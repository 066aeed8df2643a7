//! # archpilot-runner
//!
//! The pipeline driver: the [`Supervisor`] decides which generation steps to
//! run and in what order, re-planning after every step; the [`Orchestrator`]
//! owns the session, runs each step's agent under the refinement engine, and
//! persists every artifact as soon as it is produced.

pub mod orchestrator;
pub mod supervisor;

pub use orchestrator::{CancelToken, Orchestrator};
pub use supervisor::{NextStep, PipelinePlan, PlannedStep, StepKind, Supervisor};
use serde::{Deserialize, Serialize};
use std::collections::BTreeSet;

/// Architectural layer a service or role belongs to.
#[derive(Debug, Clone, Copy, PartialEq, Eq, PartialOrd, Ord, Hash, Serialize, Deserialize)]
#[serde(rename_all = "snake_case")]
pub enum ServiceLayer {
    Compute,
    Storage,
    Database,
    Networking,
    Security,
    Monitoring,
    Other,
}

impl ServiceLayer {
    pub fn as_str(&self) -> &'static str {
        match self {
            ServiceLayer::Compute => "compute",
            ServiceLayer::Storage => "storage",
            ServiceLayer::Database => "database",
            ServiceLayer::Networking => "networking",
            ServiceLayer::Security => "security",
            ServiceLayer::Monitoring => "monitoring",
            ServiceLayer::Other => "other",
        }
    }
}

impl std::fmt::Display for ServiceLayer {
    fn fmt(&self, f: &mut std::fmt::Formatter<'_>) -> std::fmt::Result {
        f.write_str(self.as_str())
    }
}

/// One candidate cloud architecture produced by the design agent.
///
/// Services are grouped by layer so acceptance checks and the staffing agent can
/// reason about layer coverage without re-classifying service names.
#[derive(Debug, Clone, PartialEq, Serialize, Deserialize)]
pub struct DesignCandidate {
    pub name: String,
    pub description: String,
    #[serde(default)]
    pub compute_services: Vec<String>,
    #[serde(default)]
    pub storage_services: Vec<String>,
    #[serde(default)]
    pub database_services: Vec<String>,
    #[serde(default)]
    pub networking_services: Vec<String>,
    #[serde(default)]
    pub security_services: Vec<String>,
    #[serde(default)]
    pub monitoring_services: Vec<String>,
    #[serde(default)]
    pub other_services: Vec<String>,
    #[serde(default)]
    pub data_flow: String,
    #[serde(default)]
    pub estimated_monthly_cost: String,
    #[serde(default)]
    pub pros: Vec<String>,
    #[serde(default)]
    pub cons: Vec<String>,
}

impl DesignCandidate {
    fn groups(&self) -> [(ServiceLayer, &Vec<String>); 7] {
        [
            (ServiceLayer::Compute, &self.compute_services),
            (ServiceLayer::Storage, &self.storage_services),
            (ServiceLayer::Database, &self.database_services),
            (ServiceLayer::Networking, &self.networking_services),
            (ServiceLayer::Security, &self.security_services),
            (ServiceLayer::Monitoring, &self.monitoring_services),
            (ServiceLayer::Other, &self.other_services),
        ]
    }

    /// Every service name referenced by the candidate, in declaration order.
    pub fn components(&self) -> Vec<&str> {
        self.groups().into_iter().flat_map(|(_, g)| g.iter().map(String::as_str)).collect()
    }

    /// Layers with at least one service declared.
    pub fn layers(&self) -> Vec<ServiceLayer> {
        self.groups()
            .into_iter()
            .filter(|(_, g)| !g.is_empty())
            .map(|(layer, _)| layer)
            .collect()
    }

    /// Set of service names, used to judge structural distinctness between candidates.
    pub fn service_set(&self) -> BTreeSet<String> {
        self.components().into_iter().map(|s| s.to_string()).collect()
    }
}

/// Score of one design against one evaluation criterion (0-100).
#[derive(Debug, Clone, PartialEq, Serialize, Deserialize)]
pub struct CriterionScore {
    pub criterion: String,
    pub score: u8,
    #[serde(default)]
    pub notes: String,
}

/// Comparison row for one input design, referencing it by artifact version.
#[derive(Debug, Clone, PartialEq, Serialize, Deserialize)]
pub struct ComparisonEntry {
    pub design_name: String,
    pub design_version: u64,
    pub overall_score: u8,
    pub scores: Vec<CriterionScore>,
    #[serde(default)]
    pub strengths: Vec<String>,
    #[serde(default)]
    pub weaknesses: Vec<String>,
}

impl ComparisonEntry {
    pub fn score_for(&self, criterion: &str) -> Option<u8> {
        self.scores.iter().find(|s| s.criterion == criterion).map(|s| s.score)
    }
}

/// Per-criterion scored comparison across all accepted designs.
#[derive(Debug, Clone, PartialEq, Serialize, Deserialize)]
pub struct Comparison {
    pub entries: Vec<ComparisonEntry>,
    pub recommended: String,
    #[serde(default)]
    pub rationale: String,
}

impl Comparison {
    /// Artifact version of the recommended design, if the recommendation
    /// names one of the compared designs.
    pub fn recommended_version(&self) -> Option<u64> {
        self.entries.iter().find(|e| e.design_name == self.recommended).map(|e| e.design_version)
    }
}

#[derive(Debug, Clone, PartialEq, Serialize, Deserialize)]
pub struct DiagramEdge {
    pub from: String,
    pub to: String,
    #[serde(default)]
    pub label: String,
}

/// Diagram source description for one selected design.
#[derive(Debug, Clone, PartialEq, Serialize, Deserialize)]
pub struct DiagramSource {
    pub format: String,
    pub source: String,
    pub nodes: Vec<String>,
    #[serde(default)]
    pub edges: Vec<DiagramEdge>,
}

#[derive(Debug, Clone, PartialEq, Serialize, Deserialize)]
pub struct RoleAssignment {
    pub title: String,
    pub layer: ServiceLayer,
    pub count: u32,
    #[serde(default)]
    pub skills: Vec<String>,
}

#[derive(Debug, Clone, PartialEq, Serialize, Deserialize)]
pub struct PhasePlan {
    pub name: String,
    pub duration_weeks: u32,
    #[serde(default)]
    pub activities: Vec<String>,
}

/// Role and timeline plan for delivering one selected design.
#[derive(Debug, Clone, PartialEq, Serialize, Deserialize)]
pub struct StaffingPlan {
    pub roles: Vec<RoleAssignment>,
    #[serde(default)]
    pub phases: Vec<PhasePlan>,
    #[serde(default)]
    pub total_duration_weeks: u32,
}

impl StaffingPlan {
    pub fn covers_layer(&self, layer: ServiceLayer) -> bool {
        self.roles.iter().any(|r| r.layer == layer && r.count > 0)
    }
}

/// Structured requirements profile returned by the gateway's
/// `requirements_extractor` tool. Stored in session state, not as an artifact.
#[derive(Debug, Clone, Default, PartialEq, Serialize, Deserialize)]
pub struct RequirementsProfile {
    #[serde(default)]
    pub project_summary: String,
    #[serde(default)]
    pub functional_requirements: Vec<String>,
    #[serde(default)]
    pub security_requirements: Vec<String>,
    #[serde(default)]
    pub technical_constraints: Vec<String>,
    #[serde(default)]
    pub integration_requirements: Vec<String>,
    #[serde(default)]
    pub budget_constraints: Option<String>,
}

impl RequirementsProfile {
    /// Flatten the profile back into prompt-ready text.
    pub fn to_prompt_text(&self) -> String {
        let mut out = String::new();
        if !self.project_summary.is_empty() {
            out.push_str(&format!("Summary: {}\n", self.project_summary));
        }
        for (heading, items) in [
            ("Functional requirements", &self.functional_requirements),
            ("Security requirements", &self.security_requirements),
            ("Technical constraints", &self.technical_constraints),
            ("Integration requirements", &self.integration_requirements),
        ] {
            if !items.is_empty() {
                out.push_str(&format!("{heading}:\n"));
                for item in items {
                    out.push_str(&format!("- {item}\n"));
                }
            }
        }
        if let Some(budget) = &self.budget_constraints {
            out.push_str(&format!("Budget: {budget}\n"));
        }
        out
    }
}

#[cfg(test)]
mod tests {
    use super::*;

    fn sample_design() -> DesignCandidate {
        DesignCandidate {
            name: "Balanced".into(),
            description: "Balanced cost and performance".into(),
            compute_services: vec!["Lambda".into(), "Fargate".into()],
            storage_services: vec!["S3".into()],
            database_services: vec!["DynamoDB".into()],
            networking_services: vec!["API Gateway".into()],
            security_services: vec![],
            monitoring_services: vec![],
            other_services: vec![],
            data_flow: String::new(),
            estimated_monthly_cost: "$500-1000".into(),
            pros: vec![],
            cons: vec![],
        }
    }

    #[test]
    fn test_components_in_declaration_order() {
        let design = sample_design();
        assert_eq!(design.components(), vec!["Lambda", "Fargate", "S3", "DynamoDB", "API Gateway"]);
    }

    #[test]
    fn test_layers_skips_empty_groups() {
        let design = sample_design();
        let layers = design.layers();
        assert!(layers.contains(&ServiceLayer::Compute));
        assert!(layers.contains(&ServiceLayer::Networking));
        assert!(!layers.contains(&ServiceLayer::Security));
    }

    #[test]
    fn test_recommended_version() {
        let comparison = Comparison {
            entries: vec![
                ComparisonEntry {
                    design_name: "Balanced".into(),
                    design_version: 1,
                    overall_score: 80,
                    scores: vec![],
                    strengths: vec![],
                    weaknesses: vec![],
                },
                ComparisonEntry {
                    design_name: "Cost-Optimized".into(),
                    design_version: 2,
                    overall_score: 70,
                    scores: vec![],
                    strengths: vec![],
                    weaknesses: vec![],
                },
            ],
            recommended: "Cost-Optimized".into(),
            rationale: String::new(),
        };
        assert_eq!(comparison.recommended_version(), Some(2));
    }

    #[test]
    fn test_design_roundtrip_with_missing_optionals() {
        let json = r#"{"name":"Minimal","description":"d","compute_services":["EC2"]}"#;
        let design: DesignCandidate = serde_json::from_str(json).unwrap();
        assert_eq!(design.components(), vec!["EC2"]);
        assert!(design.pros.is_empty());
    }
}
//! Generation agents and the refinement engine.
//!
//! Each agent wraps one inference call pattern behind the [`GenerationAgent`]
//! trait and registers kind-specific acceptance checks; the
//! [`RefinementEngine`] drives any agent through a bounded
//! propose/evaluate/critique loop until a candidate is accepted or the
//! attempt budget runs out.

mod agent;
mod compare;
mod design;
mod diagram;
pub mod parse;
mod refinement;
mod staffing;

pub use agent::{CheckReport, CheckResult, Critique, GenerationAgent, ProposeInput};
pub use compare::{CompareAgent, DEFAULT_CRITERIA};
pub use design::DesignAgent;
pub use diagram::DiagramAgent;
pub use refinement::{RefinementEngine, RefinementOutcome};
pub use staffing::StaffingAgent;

++++++++

* Task brief *
After locating the line that contains "role belongs to.", please copy exactly every line from the start of the records through it, and nothing else.

* Response below *
repository 066aeed8df2643a7
//! # archpilot-runner
//!
//! The pipeline driver: the [`Supervisor`] decides which generation steps to
//! run and in what order, re-planning after every step; the [`Orchestrator`]
//! owns the session, runs each step's agent under the refinement engine, and
//! persists every artifact as soon as it is produced.

pub mod orchestrator;
pub mod supervisor;

pub use orchestrator::{CancelToken, Orchestrator};
pub use supervisor::{NextStep, PipelinePlan, PlannedStep, StepKind, Supervisor};
use serde::{Deserialize, Serialize};
use std::collections::BTreeSet;

/// Architectural layer a service or role belongs to.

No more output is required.